### Data to examine
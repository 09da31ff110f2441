//! Tests for recurring series generation.

use chrono::{Datelike, NaiveDate, NaiveTime, Weekday};
use session_engine::recurrence::week_anchor;
use session_engine::{
    generate_recurring, generate_recurring_with_config, weekday_from_index, BookingInterval,
    BookingStatus, RecurrenceRequest, ResolverConfig, ScheduleError, SessionDetails,
};

fn date(year: i32, month: u32, day: u32) -> NaiveDate {
    NaiveDate::from_ymd_opt(year, month, day).unwrap()
}

fn time(hour: u32, min: u32) -> NaiveTime {
    NaiveTime::from_hms_opt(hour, min, 0).unwrap()
}

/// Tuesdays 15:00-15:50 for `weeks` weeks, anchored on Monday 2025-01-06.
fn tuesday_request(weeks: u32) -> RecurrenceRequest {
    RecurrenceRequest::new(
        "P1",
        date(2025, 1, 6),
        vec![Weekday::Tue],
        time(15, 0),
        Some(time(15, 50)),
        weeks,
    )
}

// ── End-to-end scenarios ────────────────────────────────────────────────────

#[test]
fn three_tuesdays_on_empty_agenda() {
    let result = generate_recurring(&[], &tuesday_request(3)).unwrap();

    let dates: Vec<NaiveDate> = result.accepted.iter().map(|b| b.date).collect();
    assert_eq!(
        dates,
        vec![date(2025, 1, 7), date(2025, 1, 14), date(2025, 1, 21)]
    );
    assert!(result.skipped.is_empty());
    for b in &result.accepted {
        assert_eq!(b.subject_key, "P1");
        assert_eq!(b.start_time(), Some(time(15, 0)));
        assert_eq!(b.end_time(), Some(time(15, 50)));
        assert_eq!(b.id, None, "generated bookings are not persisted");
    }
}

#[test]
fn conflicting_week_is_skipped() {
    let existing = vec![
        BookingInterval::new("P1", date(2025, 1, 14), time(15, 0), Some(time(15, 50)))
            .unwrap()
            .with_id("S-20250101090000000"),
    ];

    let result = generate_recurring(&existing, &tuesday_request(3)).unwrap();

    let dates: Vec<NaiveDate> = result.accepted.iter().map(|b| b.date).collect();
    assert_eq!(dates, vec![date(2025, 1, 7), date(2025, 1, 21)]);

    assert_eq!(result.skipped.len(), 1);
    assert_eq!(result.skipped[0].date, date(2025, 1, 14));
    assert_eq!(result.skipped[0].conflicts, existing);
    assert_eq!(result.summary(), "2 of 3 sessions booked, 1 skipped");
}

#[test]
fn cancelled_existing_booking_does_not_skip() {
    let existing = vec![
        BookingInterval::new("P1", date(2025, 1, 14), time(15, 0), Some(time(15, 50)))
            .unwrap()
            .with_status(BookingStatus::Cancelled),
    ];

    let result = generate_recurring(&existing, &tuesday_request(3)).unwrap();
    assert_eq!(result.accepted.len(), 3);
    assert!(result.skipped.is_empty());
}

#[test]
fn other_patient_does_not_skip() {
    let existing =
        vec![BookingInterval::new("P2", date(2025, 1, 14), time(15, 0), Some(time(15, 50))).unwrap()];

    let result = generate_recurring(&existing, &tuesday_request(3)).unwrap();
    assert_eq!(result.accepted.len(), 3);
}

#[test]
fn anchor_is_the_calendar_week_not_the_start_date() {
    // Start on Thursday 2025-01-09 asking for Tuesdays: the first Tuesday is
    // 2025-01-07, inside the anchor week, even though it precedes the start date.
    let mut request = tuesday_request(2);
    request.start_date = date(2025, 1, 9);

    let result = generate_recurring(&[], &request).unwrap();
    let dates: Vec<NaiveDate> = result.accepted.iter().map(|b| b.date).collect();
    assert_eq!(dates, vec![date(2025, 1, 7), date(2025, 1, 14)]);
}

#[test]
fn weekdays_generated_in_ascending_order() {
    let request = RecurrenceRequest::new(
        "P1",
        date(2025, 1, 6),
        vec![Weekday::Fri, Weekday::Mon, Weekday::Wed],
        time(8, 0),
        Some(time(8, 45)),
        2,
    );

    let result = generate_recurring(&[], &request).unwrap();
    let days: Vec<Weekday> = result.accepted.iter().map(|b| b.date.weekday()).collect();
    assert_eq!(
        days,
        vec![
            Weekday::Mon,
            Weekday::Wed,
            Weekday::Fri,
            Weekday::Mon,
            Weekday::Wed,
            Weekday::Fri
        ]
    );
}

#[test]
fn pass_through_fields_are_copied() {
    let details = SessionDetails {
        professional: "Terapeuta".to_string(),
        kind: "Terapia".to_string(),
        goals: "fine motor".to_string(),
        notes: "bring toys".to_string(),
        attachments_url: String::new(),
    };
    let request = tuesday_request(2)
        .with_status(BookingStatus::Confirmed)
        .with_details(details.clone());

    let result = generate_recurring(&[], &request).unwrap();
    for b in &result.accepted {
        assert_eq!(b.status, BookingStatus::Confirmed);
        assert_eq!(b.details, details);
    }
}

#[test]
fn point_series_conflicts_on_identical_start_only() {
    let existing = vec![
        BookingInterval::new("P1", date(2025, 1, 7), time(15, 0), None).unwrap(),
        BookingInterval::new("P1", date(2025, 1, 14), time(15, 10), None).unwrap(),
    ];
    let request = RecurrenceRequest::new(
        "P1",
        date(2025, 1, 6),
        vec![Weekday::Tue],
        time(15, 0),
        None,
        2,
    );

    let result = generate_recurring(&existing, &request).unwrap();
    assert_eq!(result.skipped.len(), 1);
    assert_eq!(result.skipped[0].date, date(2025, 1, 7));
    assert_eq!(result.accepted.len(), 1);
    assert_eq!(result.accepted[0].date, date(2025, 1, 14));
}

#[test]
fn every_week_blocked_yields_only_skips() {
    let existing: Vec<BookingInterval> = [7, 14, 21]
        .iter()
        .map(|&d| {
            BookingInterval::new("P1", date(2025, 1, d), time(14, 30), Some(time(15, 30))).unwrap()
        })
        .collect();

    let result = generate_recurring(&existing, &tuesday_request(3)).unwrap();
    assert!(result.accepted.is_empty());
    assert_eq!(result.skipped.len(), 3);
    assert_eq!(result.summary(), "0 of 3 sessions booked, 3 skipped");
}

#[test]
fn series_crosses_month_and_year() {
    let request = RecurrenceRequest::new(
        "P1",
        date(2024, 12, 23),
        vec![Weekday::Tue],
        time(10, 0),
        Some(time(10, 50)),
        3,
    );

    let result = generate_recurring(&[], &request).unwrap();
    let dates: Vec<NaiveDate> = result.accepted.iter().map(|b| b.date).collect();
    assert_eq!(
        dates,
        vec![date(2024, 12, 24), date(2024, 12, 31), date(2025, 1, 7)]
    );
}

#[test]
fn output_is_deterministic() {
    let existing =
        vec![BookingInterval::new("P1", date(2025, 1, 14), time(15, 0), Some(time(15, 50))).unwrap()];
    let a = generate_recurring(&existing, &tuesday_request(5)).unwrap();
    let b = generate_recurring(&existing, &tuesday_request(5)).unwrap();
    assert_eq!(a, b);
}

// ── Validation ──────────────────────────────────────────────────────────────

#[test]
fn empty_weekday_set_rejected() {
    let mut request = tuesday_request(3);
    request.weekdays.clear();

    assert_eq!(
        generate_recurring(&[], &request).unwrap_err(),
        ScheduleError::EmptyWeekdaySet
    );
}

#[test]
fn zero_weeks_rejected() {
    assert_eq!(
        generate_recurring(&[], &tuesday_request(0)).unwrap_err(),
        ScheduleError::NonPositiveRepeatCount
    );
}

#[test]
fn inverted_interval_rejected() {
    let mut request = tuesday_request(3);
    request.end = Some(time(14, 0));

    assert_eq!(
        generate_recurring(&[], &request).unwrap_err(),
        ScheduleError::InvalidInterval {
            start: time(15, 0),
            end: time(14, 0)
        }
    );
}

#[test]
fn oversized_series_rejected() {
    let config = ResolverConfig { max_occurrences: 10 };
    let mut request = tuesday_request(6);
    request.weekdays = vec![Weekday::Tue, Weekday::Thu];

    assert_eq!(
        generate_recurring_with_config(&[], &request, &config).unwrap_err(),
        ScheduleError::LimitExceeded {
            requested: 12,
            limit: 10
        }
    );

    // Exactly at the limit is fine.
    request.repeat_weeks = 5;
    let result = generate_recurring_with_config(&[], &request, &config).unwrap();
    assert_eq!(result.accepted.len(), 10);
}

#[test]
fn default_limit_applies() {
    let request = tuesday_request(521);
    assert!(matches!(
        generate_recurring(&[], &request),
        Err(ScheduleError::LimitExceeded { requested: 521, limit: 520 })
    ));
}

#[test]
fn series_past_max_date_is_rejected() {
    let config = ResolverConfig {
        max_occurrences: usize::MAX,
    };
    let start = NaiveDate::MAX - chrono::Duration::days(3);
    let request = RecurrenceRequest::new(
        "P1",
        start,
        vec![Weekday::Mon, Weekday::Sun],
        time(15, 0),
        None,
        2,
    );

    assert!(matches!(
        generate_recurring_with_config(&[], &request, &config),
        Err(ScheduleError::DateOutOfRange(_))
    ));
}

#[test]
fn series_ending_on_max_date_is_allowed() {
    let max = NaiveDate::MAX;
    let request = RecurrenceRequest::new(
        "P1",
        max,
        vec![max.weekday()],
        time(15, 0),
        None,
        1,
    );

    let result = generate_recurring(&[], &request).unwrap();
    assert_eq!(result.accepted.len(), 1);
    assert_eq!(result.accepted[0].date, max);
}

#[test]
fn anchor_before_min_date_is_rejected() {
    for offset in 0..7 {
        let day = NaiveDate::MIN + chrono::Duration::days(offset);
        let back = day.weekday().num_days_from_monday() as i64;
        let anchor = week_anchor(day);
        if back <= offset {
            assert_eq!(anchor.unwrap().weekday(), Weekday::Mon, "{day}");
        } else {
            assert_eq!(
                anchor.unwrap_err(),
                ScheduleError::DateOutOfRange(day.to_string()),
                "{day}"
            );
        }
    }
}

#[test]
fn weekday_indices_are_monday_based() {
    assert_eq!(weekday_from_index(0).unwrap(), Weekday::Mon);
    assert_eq!(weekday_from_index(1).unwrap(), Weekday::Tue);
    assert_eq!(weekday_from_index(6).unwrap(), Weekday::Sun);
    assert_eq!(
        weekday_from_index(7).unwrap_err(),
        ScheduleError::InvalidWeekday(7)
    );
}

### What is needed
Search the material above for the word "LimitExceeded", and return each line that holds it.

### Answer to the exercise
        ScheduleError::LimitExceeded {
        Err(ScheduleError::LimitExceeded { requested: 521, limit: 520 })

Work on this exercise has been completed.